— Désirez-vous que nous emmenions du monde? demanda Monck à Athos.
— Général, c’est inutile, je crois, si vous-même n’en voyez pas la nécessité. Deux hommes et un cheval suffiront pour transporter les deux barils sur la felouque qui m’a amené.
— Mais il faudra piocher, creuser, remuer la terre, fendre des pierres, et vous ne comptez pas faire cette besogne vous-même, n’est-ce pas?
— Général, il ne faut ni creuser, ni piocher.
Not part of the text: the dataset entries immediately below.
//! List command - Show the registered transformations

use retouche_core::Transformation;

pub fn run() {
    let width = Transformation::ALL
        .iter()
        .map(|t| t.name().len())
        .max()
        .unwrap_or_default();
    for transformation in Transformation::ALL {
        println!(
            "{:width$}  {}",
            transformation.name(),
            transformation.description()
        );
    }
}
//! Error types for retouche_core.

use thiserror::Error;

/// Errors that stop a file from being transformed.
///
/// Unrecognized component shapes are not errors: they leave the file, or
/// the affected part of it, untouched.
#[derive(Debug, Error)]
pub enum TransformError {
    /// The single file component could not be split into blocks
    #[error("Failed to parse SFC: {0}")]
    Sfc(#[from] retouche_sfc::SfcError),

    /// The script block is not valid JavaScript/TypeScript
    #[error("Failed to parse script: {message}")]
    ScriptParse { message: String },
}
Le trésor est enfoui dans le caveau des sépultures du couvent; sous une pierre, dans laquelle est scellé un gros anneau de fer, s’ouvre un petit degré de quatre marches. Les deux barils sont là, bout à bout, recouverts d’un enduit de plâtre ayant la forme d’une bière. Il y a en outre une inscription qui doit me servir à reconnaître la pierre; et comme je ne veux pas, dans une affaire de délicatesse et de confiance, garder de secrets pour Votre Honneur, voici cette inscription:
Hic jacet venerabilis Petrus Guillelmus Scott, Canon. Honorab. Conventus Novi Castelli. Obiit quarta et decima die. Feb. ann. Dom. MCCVIII. Requiescat in pace.
Monck ne perdait pas une parole. Il s’étonnait, soit de la duplicité merveilleuse de cet homme et de la façon supérieure dont il jouait son rôle, soit de la bonne foi loyale avec laquelle il présentait sa requête, dans une situation où il s’agissait d’un million aventuré contre un coup de poignard, au milieu d’une armée qui eût regardé le vol comme une restitution.
— C’est bien, dit-il, je vous accompagne, et l’aventure me paraît si merveilleuse, que je veux porter moi-même le flambeau. Et en disant ces mots, il ceignit une courte épée, plaça un pistolet à sa ceinture, découvrant, dans ce mouvement, qui fit entrouvrir son pourpoint, les fins anneaux d’une cotte de mailles destinée à le mettre à l’abri du premier coup de poignard d’un assassin. Après quoi, il passa un dirk écossais dans sa main gauche; puis, se tournant vers Athos:
— Êtes-vous prêt, monsieur? dit-il. Je le suis.
Athos, au contraire de ce que venait de faire Monck, détacha son poignard, qu’il posa sur la table, dégrafa le ceinturon de son épée, qu’il coucha près de son poignard, et sans affectation, ouvrant les agrafes de son pourpoint comme pour y chercher son mouchoir, montra sous sa fine chemise de batiste sa poitrine nue et sans armes offensives ni défensives.
«Voilà, en vérité, un singulier homme, se dit Monck, il est sans arme aucune; il a donc une embuscade placée là-bas?»